New Covid policy is boosting worker vaccinations: Delta Air

Bloomberg

Delta Air Lines Inc said a fifth of its unvaccinated employees received a Covid-19 shot in the two weeks since the airline announced that they would be subject to a $200 monthly surcharge, providing support for companies that are hesitant to impose mandates.
The carrier also hasn’t seen a rise in employee turnover, Chief Health Officer Henry Ting said at a media briefing. Delta’s employee vaccination rate has increased to 78% from 74% since it became the first major US employer to levy a penalty. Separately, new data from the
Society for Human Resource Management found that employees might threaten to quit over a mandate but haven’t really done so thus far.
The findings come as President Joe Biden prepares to announce a vaccine mandate for all executive-branch employees and federal contractors, part of a broader push to quell the pandemic, according to a person familiar with the plan. That move, plus the full approval of Pfizer Inc’s vaccine last month, has spurred many companies to consider mandates of their own.
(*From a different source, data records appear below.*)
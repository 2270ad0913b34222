use anyhow::{Context, Result};
use clap::Parser;
use std::fs::File;
use std::io::BufWriter;
use std::path::PathBuf;
use tracing::info;
use tracing_subscriber::EnvFilter;

use ebpf_asm::{emit, AsmConfig, Assembler};

#[derive(Parser, Debug)]
#[command(author, version, about = "Assemble eBPF-style mnemonics into 8-byte records")]
struct Opts {
    /// Source file to assemble
    #[arg(value_name = "SOURCE")]
    source: PathBuf,
    /// Object file to write (default: <SOURCE>.o)
    #[arg(short, long, conflicts_with = "stdout")]
    output: Option<PathBuf>,
    /// Dump the hex rendering to standard output instead of writing a file
    #[arg(short = 't', long)]
    stdout: bool,
    /// Dump the assembled program (records and labels) as JSON to standard output
    #[arg(long, conflicts_with_all = ["output", "stdout"])]
    json: bool,
    /// Let a later label declaration replace an earlier one instead of failing
    #[arg(long)]
    allow_label_redefinition: bool,
}

fn main() -> Result<()> {
    tracing_subscriber::fmt()
        .with_env_filter(EnvFilter::from_default_env())
        .init();

    let opts = Opts::parse();
    let cfg = if opts.allow_label_redefinition {
        AsmConfig::overwrite_labels()
    } else {
        AsmConfig::default()
    };

    let text = std::fs::read_to_string(&opts.source)
        .with_context(|| format!("reading {}", opts.source.display()))?;
    let program = Assembler::new(cfg).assemble(&text)?;

    if opts.json {
        println!("{}", emit::to_json(&program)?);
        return Ok(());
    }
    if opts.stdout {
        info!(source = %opts.source.display(), "compiling to stdout");
        println!("{}", emit::to_hex(&program));
        return Ok(());
    }

    let out = opts.output.unwrap_or_else(|| {
        let mut p = opts.source.clone().into_os_string();
        p.push(".o");
        PathBuf::from(p)
    });
    info!(source = %opts.source.display(), output = %out.display(), "compiling");
    let file = File::create(&out).with_context(|| format!("creating {}", out.display()))?;
    emit::write_binary(&program, BufWriter::new(file))?;
    info!(records = program.len(), "done");
    Ok(())
}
Still, corporate vaccine policies vary widely, Bloomberg found, with about half of more than 100 companies saying they have a mandate in place for at least some staff. It’s often only for office workers rather than frontline staff.
Delta’s health chief said about half of its 80,000 employees rushed to get the vaccine as soon as it was available, but about 20,000 held out. Most of the unvaccinated “are those who are on the fence,” Ting said, while there is a smaller group of people “who simply don’t want to be told what to do.”
The airline has seen no increase in resignations because of its surcharge, he said. That’s in line with a new survey
of human-resources professionals that found that less than 2% have witnessed employee resignations over the need to be vaccinated and other Covid policies.